Dila kembali berteriak histeris, melihat sosok suster yang hendak mendekatinya. Ia mendorong suster itu karena berdiri tepat di hadapannya. Suster itu hampir terjatuh, lalu berusaha mengejar Dila. Namun, Dila berlari sangat kencang. Beruntung ada security yang segera berusaha mengadang Dila. Akhirnya, beberapa suster berhasil menenangkan Dila dan membawanya kembali ke kamar rawatnya.

Dila masih merasa tertekan dan ketakutan. Kini ia kembali terbaring sendiri di ruang serba putih itu. Pikiran Dila menjadi kacau setiap teringat perkataan makhluk tadi tentang suaminya. Ia tidak dapat membayangkan jika suaminya benar-benar memiliki rahasia busuk semacam itu. Selama ini Dila begitu yakin akan kesetiaan Andika.

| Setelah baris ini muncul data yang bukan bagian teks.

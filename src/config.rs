use std::fs;
use std::path::{Path, PathBuf};

use anyhow::{Context, Result};

/// How the editor is presented.
#[derive(Debug, Clone, Copy, PartialEq, Eq)]
pub enum Presentation {
    Terminal,
    Windowed,
}

#[derive(Debug, Default, Clone, PartialEq, Eq)]
pub struct ConfigFlags {
    pub presentation: Option<Presentation>,
    pub log_file: Option<PathBuf>,
}

impl ConfigFlags {
    pub fn union(&self, other: &Self) -> Self {
        Self {
            presentation: other.presentation.or(self.presentation),
            log_file: other.log_file.clone().or_else(|| self.log_file.clone()),
        }
    }
}

/// Decide the presentation mode from the requested mode and the environment.
///
/// Without an explicit request the terminal is used. A windowed request is
/// only honoured when a display surface exists.
pub const fn resolve_presentation(
    requested: Option<Presentation>,
    display_available: bool,
) -> Presentation {
    match requested {
        Some(Presentation::Windowed) if display_available => Presentation::Windowed,
        _ => Presentation::Terminal,
    }
}

/// Whether a graphical display surface is reachable from this process.
pub fn display_available() -> bool {
    if cfg!(any(target_os = "windows", target_os = "macos")) {
        return true;
    }
    ["DISPLAY", "WAYLAND_DISPLAY"]
        .iter()
        .any(|var| std::env::var_os(var).is_some_and(|v| !v.is_empty()))
}

pub fn global_config_path() -> PathBuf {
    #[cfg(target_os = "windows")]
    {
        if let Some(appdata) = std::env::var_os("APPDATA") {
            return PathBuf::from(appdata).join("notepadgtx").join("config");
        }
    }

    #[cfg(target_os = "macos")]
    {
        if let Some(home) = std::env::var_os("HOME") {
            return PathBuf::from(home)
                .join("Library")
                .join("Application Support")
                .join("notepadgtx")
                .join("config");
        }
    }

    #[cfg(not(any(target_os = "windows", target_os = "macos")))]
    {
        if let Some(xdg) = std::env::var_os("XDG_CONFIG_HOME") {
            return PathBuf::from(xdg).join("notepadgtx").join("config");
        }
        if let Some(home) = std::env::var_os("HOME") {
            return PathBuf::from(home)
                .join(".config")
                .join("notepadgtx")
                .join("config");
        }
    }

    local_override_path()
}

pub fn local_override_path() -> PathBuf {
    PathBuf::from(".notepadgtxrc")
}

pub fn load_config_flags(path: &Path) -> Result<ConfigFlags> {
    if !path.exists() {
        return Ok(ConfigFlags::default());
    }
    let content = fs::read_to_string(path)
        .with_context(|| format!("Failed to read config {}", path.display()))?;
    let tokens = content
        .lines()
        .map(str::trim)
        .filter(|line| !line.is_empty() && !line.starts_with('#'))
        .flat_map(|line| line.split_whitespace().map(ToOwned::to_owned))
        .collect::<Vec<_>>();
    Ok(parse_flag_tokens(&tokens))
}

pub fn save_config_flags(path: &Path, flags: &ConfigFlags) -> Result<()> {
    let mut lines = vec!["# notepadgtx defaults (saved with --save)".to_string()];
    match flags.presentation {
        Some(Presentation::Terminal) => lines.push("--cli".to_string()),
        Some(Presentation::Windowed) => lines.push("--gui".to_string()),
        None => {}
    }
    if let Some(path) = &flags.log_file {
        lines.push(format!("--log-file {}", path.display()));
    }
    if let Some(parent) = path.parent().filter(|p| !p.as_os_str().is_empty()) {
        fs::create_dir_all(parent)
            .with_context(|| format!("Failed to create config dir {}", parent.display()))?;
    }
    fs::write(path, format!("{}\n", lines.join("\n")))
        .with_context(|| format!("Failed to write config {}", path.display()))
}

pub fn clear_config_flags(path: &Path) -> Result<()> {
    if path.exists() {
        fs::remove_file(path).with_context(|| format!("Failed to remove {}", path.display()))?;
    }
    Ok(())
}

/// Extract the persistable flags from raw argument tokens.
///
/// Unknown tokens (including the file path) are ignored.
pub fn parse_flag_tokens(tokens: &[String]) -> ConfigFlags {
    let mut flags = ConfigFlags::default();
    let mut i = 0;
    while i < tokens.len() {
        let token = tokens[i].as_str();
        match token {
            "--cli" | "-c" => flags.presentation = Some(Presentation::Terminal),
            "--gui" | "-g" => flags.presentation = Some(Presentation::Windowed),
            "--log-file" => {
                if let Some(next) = tokens.get(i + 1) {
                    flags.log_file = Some(PathBuf::from(next));
                    i += 1;
                }
            }
            _ => {
                if let Some(value) = token.strip_prefix("--log-file=") {
                    flags.log_file = Some(PathBuf::from(value));
                }
            }
        }
        i += 1;
    }
    flags
}

#[cfg(test)]
mod tests {
    use super::*;
    use tempfile::tempdir;

    #[test]
    fn test_parse_flag_tokens_extracts_known_flags() {
        let args = vec![
            "notepadgtx".to_string(),
            "--gui".to_string(),
            "--log-file".to_string(),
            "editor.log".to_string(),
            "notes.txt".to_string(),
        ];
        let flags = parse_flag_tokens(&args);
        assert_eq!(flags.presentation, Some(Presentation::Windowed));
        assert_eq!(flags.log_file, Some(PathBuf::from("editor.log")));
    }

    #[test]
    fn test_parse_flag_tokens_last_mode_wins() {
        let args = vec!["-g".to_string(), "-c".to_string()];
        let flags = parse_flag_tokens(&args);
        assert_eq!(flags.presentation, Some(Presentation::Terminal));
    }

    #[test]
    fn test_config_union_prefers_other_for_options() {
        let file = ConfigFlags {
            presentation: Some(Presentation::Windowed),
            log_file: Some(PathBuf::from("file.log")),
        };
        let cli = ConfigFlags {
            presentation: Some(Presentation::Terminal),
            ..ConfigFlags::default()
        };
        let merged = file.union(&cli);
        assert_eq!(merged.presentation, Some(Presentation::Terminal));
        assert_eq!(merged.log_file, Some(PathBuf::from("file.log")));
    }

    #[test]
    fn test_resolve_presentation_defaults_to_terminal() {
        assert_eq!(resolve_presentation(None, true), Presentation::Terminal);
        assert_eq!(resolve_presentation(None, false), Presentation::Terminal);
    }

    #[test]
    fn test_resolve_presentation_windowed_needs_display() {
        assert_eq!(
            resolve_presentation(Some(Presentation::Windowed), true),
            Presentation::Windowed
        );
        assert_eq!(
            resolve_presentation(Some(Presentation::Windowed), false),
            Presentation::Terminal
        );
        assert_eq!(
            resolve_presentation(Some(Presentation::Terminal), true),
            Presentation::Terminal
        );
    }

    #[test]
    fn test_save_load_and_clear_config() {
        let dir = tempdir().unwrap();
        let path = dir.path().join("nested").join("config");
        let flags = ConfigFlags {
            presentation: Some(Presentation::Terminal),
            log_file: Some(PathBuf::from("editor.log")),
        };

        save_config_flags(&path, &flags).unwrap();
        let loaded = load_config_flags(&path).unwrap();
        assert_eq!(loaded, flags);

        clear_config_flags(&path).unwrap();
        assert!(!path.exists());
    }

    #[test]
    fn test_load_missing_config_is_default() {
        let dir = tempdir().unwrap();
        let loaded = load_config_flags(&dir.path().join("absent")).unwrap();
        assert_eq!(loaded, ConfigFlags::default());
    }
}
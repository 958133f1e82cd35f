use chrono::{DateTime, Utc};
use serde::{Deserialize, Serialize};

/// A physical room groups are taught in. Room names are unique.
#[derive(Debug, Clone, Serialize, Deserialize)]
#[serde(rename_all = "camelCase")]
pub struct Classroom {
    pub id: i64,
    pub name: String,
    pub building: String,
    pub created_at: DateTime<Utc>,
    pub updated_at: DateTime<Utc>,
}

/// Input for creating a new classroom.
#[derive(Debug, Clone, Serialize, Deserialize)]
#[serde(rename_all = "camelCase")]
pub struct CreateClassroomInput {
    pub name: String,
    pub building: String,
}

/// Input for updating an existing classroom. All fields are optional for partial updates.
#[derive(Debug, Clone, Serialize, Deserialize)]
#[serde(rename_all = "camelCase")]
pub struct UpdateClassroomInput {
    pub name: Option<String>,
    pub building: Option<String>,
}
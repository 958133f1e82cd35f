use campus::db::Database;
use campus::error::CoreError;
use campus::models::*;
use speculate2::speculate;

fn create_test_career(db: &Database) -> Career {
    db.create_career(CreateCareerInput {
        name: "Systems Engineering".to_string(),
        semesters: 9,
    })
    .expect("Failed to create career")
}

fn create_test_subject(db: &Database, career_id: i64, name: &str) -> Subject {
    db.create_subject(CreateSubjectInput {
        name: name.to_string(),
        credits: 8,
        semester: 1,
        career_id,
    })
    .expect("Failed to create subject")
}

fn create_test_student(db: &Database, name: &str, email: &str, subjects: Vec<i64>) -> StudentDetail {
    db.create_student(CreateStudentInput {
        name: name.to_string(),
        email: email.to_string(),
        status: StudentStatus::Active,
        date_of_birth: None,
        career_id: None,
        subjects,
    })
    .expect("Failed to create student")
}

speculate! {
    before {
        let db = Database::open_memory().expect("Failed to create in-memory database");
        db.migrate().expect("Failed to run migrations");
    }

    describe "careers" {
        it "creates a career" {
            let career = create_test_career(&db);
            assert_eq!(career.name, "Systems Engineering");
            assert_eq!(career.semesters, 9);
        }

        it "rejects a duplicate career name" {
            create_test_career(&db);
            let result = db.create_career(CreateCareerInput {
                name: "Systems Engineering".to_string(),
                semesters: 8,
            });
            assert!(matches!(result, Err(CoreError::Conflict(_))));
        }

        it "rejects a non-positive semester count" {
            let result = db.create_career(CreateCareerInput {
                name: "Empty".to_string(),
                semesters: 0,
            });
            assert!(matches!(result, Err(CoreError::Validation(_))));
        }

        it "applies partial updates" {
            let career = create_test_career(&db);
            let updated = db.update_career(career.id, UpdateCareerInput {
                name: None,
                semesters: Some(10),
            }).expect("Failed to update career");
            assert_eq!(updated.name, "Systems Engineering");
            assert_eq!(updated.semesters, 10);
        }

        it "returns NotFound when updating a missing career" {
            let result = db.update_career(999, UpdateCareerInput {
                name: Some("Ghost".to_string()),
                semesters: None,
            });
            assert!(matches!(result, Err(CoreError::NotFound(_))));
        }

        it "deletes a career without dependents" {
            let career = create_test_career(&db);
            db.delete_career(career.id).expect("Failed to delete career");
            assert!(db.get_career(career.id).unwrap().is_none());
        }

        it "refuses to delete a career with subjects attached" {
            let career = create_test_career(&db);
            create_test_subject(&db, career.id, "Programming I");
            let result = db.delete_career(career.id);
            assert!(matches!(result, Err(CoreError::Dependency(_))));
            assert!(db.get_career(career.id).unwrap().is_some());
        }
    }

    describe "subjects" {
        it "creates a subject enriched with the career name" {
            let career = create_test_career(&db);
            let subject = create_test_subject(&db, career.id, "Programming I");
            assert_eq!(subject.career_name.as_deref(), Some("Systems Engineering"));
        }

        it "rejects a subject for a missing career" {
            let result = db.create_subject(CreateSubjectInput {
                name: "Orphan".to_string(),
                credits: 5,
                semester: 1,
                career_id: 999,
            });
            assert!(matches!(result, Err(CoreError::Validation(_))));
        }

        it "rejects a duplicate subject name within a career" {
            let career = create_test_career(&db);
            create_test_subject(&db, career.id, "Programming I");
            let result = db.create_subject(CreateSubjectInput {
                name: "Programming I".to_string(),
                credits: 6,
                semester: 2,
                career_id: career.id,
            });
            assert!(matches!(result, Err(CoreError::Conflict(_))));
        }

        it "allows the same subject name in different careers" {
            let career = create_test_career(&db);
            let other = db.create_career(CreateCareerInput {
                name: "Business Administration".to_string(),
                semesters: 8,
            }).unwrap();
            create_test_subject(&db, career.id, "Mathematics");
            let subject = create_test_subject(&db, other.id, "Mathematics");
            assert_eq!(subject.career_id, other.id);
        }

        it "refuses to delete a subject with registrations" {
            let career = create_test_career(&db);
            let subject = create_test_subject(&db, career.id, "Programming I");
            create_test_student(&db, "Alex", "alex@campus.edu", vec![subject.id]);
            let result = db.delete_subject(subject.id);
            assert!(matches!(result, Err(CoreError::Dependency(_))));
        }
    }

    describe "classrooms" {
        it "rejects a duplicate classroom name" {
            db.create_classroom(CreateClassroomInput {
                name: "A-101".to_string(),
                building: "Main Building".to_string(),
            }).unwrap();
            let result = db.create_classroom(CreateClassroomInput {
                name: "A-101".to_string(),
                building: "Laboratory Building".to_string(),
            });
            assert!(matches!(result, Err(CoreError::Conflict(_))));
        }

        it "deletes a classroom without groups" {
            let room = db.create_classroom(CreateClassroomInput {
                name: "A-101".to_string(),
                building: "Main Building".to_string(),
            }).unwrap();
            db.delete_classroom(room.id).expect("Failed to delete classroom");
            assert!(db.get_classroom(room.id).unwrap().is_none());
        }
    }

    describe "time slots" {
        it "infers the morning shift from the hour" {
            let slot = db.create_time_slot(CreateTimeSlotInput {
                time: "08:00".to_string(),
                shift: None,
            }).unwrap();
            assert_eq!(slot.shift, Shift::Morning);
        }

        it "infers the afternoon shift from the hour" {
            let slot = db.create_time_slot(CreateTimeSlotInput {
                time: "16:00".to_string(),
                shift: None,
            }).unwrap();
            assert_eq!(slot.shift, Shift::Afternoon);
        }

        it "honors an explicit shift override" {
            let slot = db.create_time_slot(CreateTimeSlotInput {
                time: "08:00".to_string(),
                shift: Some(Shift::Afternoon),
            }).unwrap();
            assert_eq!(slot.shift, Shift::Afternoon);
        }

        it "rejects a duplicate clock time" {
            db.create_time_slot(CreateTimeSlotInput {
                time: "08:00".to_string(),
                shift: None,
            }).unwrap();
            let result = db.create_time_slot(CreateTimeSlotInput {
                time: "08:00".to_string(),
                shift: Some(Shift::Afternoon),
            });
            assert!(matches!(result, Err(CoreError::Conflict(_))));
        }

        it "lists slots ordered by time" {
            for time in ["16:00", "08:00", "10:00"] {
                db.create_time_slot(CreateTimeSlotInput {
                    time: time.to_string(),
                    shift: None,
                }).unwrap();
            }
            let times: Vec<String> = db.get_all_time_slots().unwrap()
                .into_iter().map(|s| s.time).collect();
            assert_eq!(times, vec!["08:00", "10:00", "16:00"]);
        }
    }

    describe "teachers" {
        it "creates and updates a teacher" {
            let teacher = db.create_teacher(CreateTeacherInput {
                name: "Jane Rivera".to_string(),
                degree: Degree::Master,
            }).unwrap();

            let updated = db.update_teacher(teacher.id, UpdateTeacherInput {
                name: None,
                degree: Some(Degree::Doctorate),
            }).unwrap();
            assert_eq!(updated.name, "Jane Rivera");
            assert_eq!(updated.degree, Degree::Doctorate);
        }

        it "returns NotFound when deleting a missing teacher" {
            let result = db.delete_teacher(42);
            assert!(matches!(result, Err(CoreError::NotFound(_))));
        }
    }

    describe "students" {
        it "creates a student with subject registrations" {
            let career = create_test_career(&db);
            let s1 = create_test_subject(&db, career.id, "Programming I");
            let s2 = create_test_subject(&db, career.id, "Databases");

            let student = create_test_student(&db, "Alex", "alex@campus.edu", vec![s1.id, s2.id]);
            assert_eq!(student.subjects.len(), 2);
            assert_eq!(student.subjects[0].subject_id, s1.id);
        }

        it "deduplicates the submitted registration list" {
            let career = create_test_career(&db);
            let subject = create_test_subject(&db, career.id, "Programming I");

            let student = create_test_student(
                &db, "Alex", "alex@campus.edu", vec![subject.id, subject.id],
            );
            assert_eq!(student.subjects.len(), 1);
        }

        it "rejects a duplicate email" {
            create_test_student(&db, "Alex", "alex@campus.edu", vec![]);
            let result = db.create_student(CreateStudentInput {
                name: "Other Alex".to_string(),
                email: "alex@campus.edu".to_string(),
                status: StudentStatus::Active,
                date_of_birth: None,
                career_id: None,
                subjects: vec![],
            });
            assert!(matches!(result, Err(CoreError::Conflict(_))));
        }

        it "replaces the registration set on update" {
            let career = create_test_career(&db);
            let s1 = create_test_subject(&db, career.id, "Programming I");
            let s2 = create_test_subject(&db, career.id, "Databases");
            let student = create_test_student(&db, "Alex", "alex@campus.edu", vec![s1.id]);

            let updated = db.update_student(student.student.id, UpdateStudentInput {
                name: None,
                email: None,
                status: None,
                date_of_birth: None,
                career_id: None,
                subjects: Some(vec![s2.id]),
            }).unwrap();

            assert_eq!(updated.subjects.len(), 1);
            assert_eq!(updated.subjects[0].subject_id, s2.id);
        }

        it "removes registrations when the student is deleted" {
            let career = create_test_career(&db);
            let subject = create_test_subject(&db, career.id, "Programming I");
            let student = create_test_student(&db, "Alex", "alex@campus.edu", vec![subject.id]);

            db.delete_student(student.student.id).expect("Failed to delete student");
            assert!(db.get_student(student.student.id).unwrap().is_none());
            // The subject has no registrations left, so it can be deleted.
            db.delete_subject(subject.id).expect("Failed to delete subject");
        }
    }

    describe "persistence" {
        it "keeps data across reopen" {
            let dir = tempfile::tempdir().expect("Failed to create temp dir");
            let path = dir.path().join("campus.db");

            {
                let db = Database::open(path.clone()).expect("Failed to open database");
                db.migrate().expect("Failed to run migrations");
                create_test_career(&db);
            }

            let db = Database::open(path).expect("Failed to reopen database");
            db.migrate().expect("Failed to run migrations");
            let careers = db.get_all_careers().expect("Failed to list careers");
            assert_eq!(careers.len(), 1);
            assert_eq!(careers[0].name, "Systems Engineering");
        }
    }
}
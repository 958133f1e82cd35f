use chrono::{DateTime, Utc};
use serde::{Deserialize, Serialize};

/// Whether a student is currently active at the institution.
#[derive(Debug, Clone, Copy, Serialize, Deserialize, PartialEq, Eq)]
#[serde(rename_all = "SCREAMING_SNAKE_CASE")]
pub enum StudentStatus {
    Active,
    Inactive,
}

impl StudentStatus {
    pub fn as_str(&self) -> &'static str {
        match self {
            Self::Active => "ACTIVE",
            Self::Inactive => "INACTIVE",
        }
    }

    pub fn from_str(s: &str) -> Option<Self> {
        match s {
            "ACTIVE" => Some(Self::Active),
            "INACTIVE" => Some(Self::Inactive),
            _ => None,
        }
    }
}

/// A student. Email addresses are unique.
#[derive(Debug, Clone, Serialize, Deserialize)]
#[serde(rename_all = "camelCase")]
pub struct Student {
    pub id: i64,
    pub name: String,
    pub email: String,
    pub status: StudentStatus,
    /// ISO date (`YYYY-MM-DD`).
    pub date_of_birth: Option<String>,
    pub career_id: Option<i64>,
    /// Display name of the career, joined on read.
    pub career_name: Option<String>,
    pub created_at: DateTime<Utc>,
    pub updated_at: DateTime<Utc>,
}

/// A subject the student has registered for, with the registration time
/// that decides allocation priority.
#[derive(Debug, Clone, Serialize, Deserialize)]
#[serde(rename_all = "camelCase")]
pub struct RegisteredSubject {
    pub subject_id: i64,
    pub name: String,
    pub semester: i64,
    pub credits: i64,
    pub career_id: i64,
    pub registered_at: DateTime<Utc>,
}

/// A student with their subject registrations, used for detail responses.
#[derive(Debug, Clone, Serialize, Deserialize)]
pub struct StudentDetail {
    #[serde(flatten)]
    pub student: Student,
    pub subjects: Vec<RegisteredSubject>,
}

/// Input for creating a new student.
#[derive(Debug, Clone, Serialize, Deserialize)]
#[serde(rename_all = "camelCase")]
pub struct CreateStudentInput {
    pub name: String,
    pub email: String,
    pub status: StudentStatus,
    pub date_of_birth: Option<String>,
    pub career_id: Option<i64>,
    /// Subject ids to register the student for, in order.
    #[serde(default)]
    pub subjects: Vec<i64>,
}

/// Input for updating an existing student. All fields are optional for partial updates.
///
/// When `subjects` is present the full registration set is replaced, which
/// restamps every registration time. This mirrors how the roster screens
/// submit the whole list.
#[derive(Debug, Clone, Serialize, Deserialize)]
#[serde(rename_all = "camelCase")]
pub struct UpdateStudentInput {
    pub name: Option<String>,
    pub email: Option<String>,
    pub status: Option<StudentStatus>,
    pub date_of_birth: Option<String>,
    pub career_id: Option<i64>,
    pub subjects: Option<Vec<i64>>,
}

Awalnya Dila tidak ingin memikirkan hal tersebut. Namun, karena sosok itu mengetahui tanda lahir suaminya yang begitu tersembunyi, pikirannya mulai terganggu. Dila khawatir jika yang semua itu ternyata benar.

Lamunannya buyar, lamat-lamat terdengar suara langkah menuju ruangannya. Dila segera menutup wajahnya dengan selimut, perasaannya mulai gelisah. Suara langkah itu semakin mendekat, perlahan Dila memberanikan diri membuka selimut yang digunakan untuk menutup wajahnya, ia melihat sesosok wanita mendekatinya.

"Dila ...." Dila semakin ketakutan, napasnya memburu. Ia hapal betul dengan suara ibunya. Namun, karena dikuasai ketakutan yang hebat, Dila menerka bahwa suara itu adalah suara suster Mayang yang sengaja menyerupai ibunya.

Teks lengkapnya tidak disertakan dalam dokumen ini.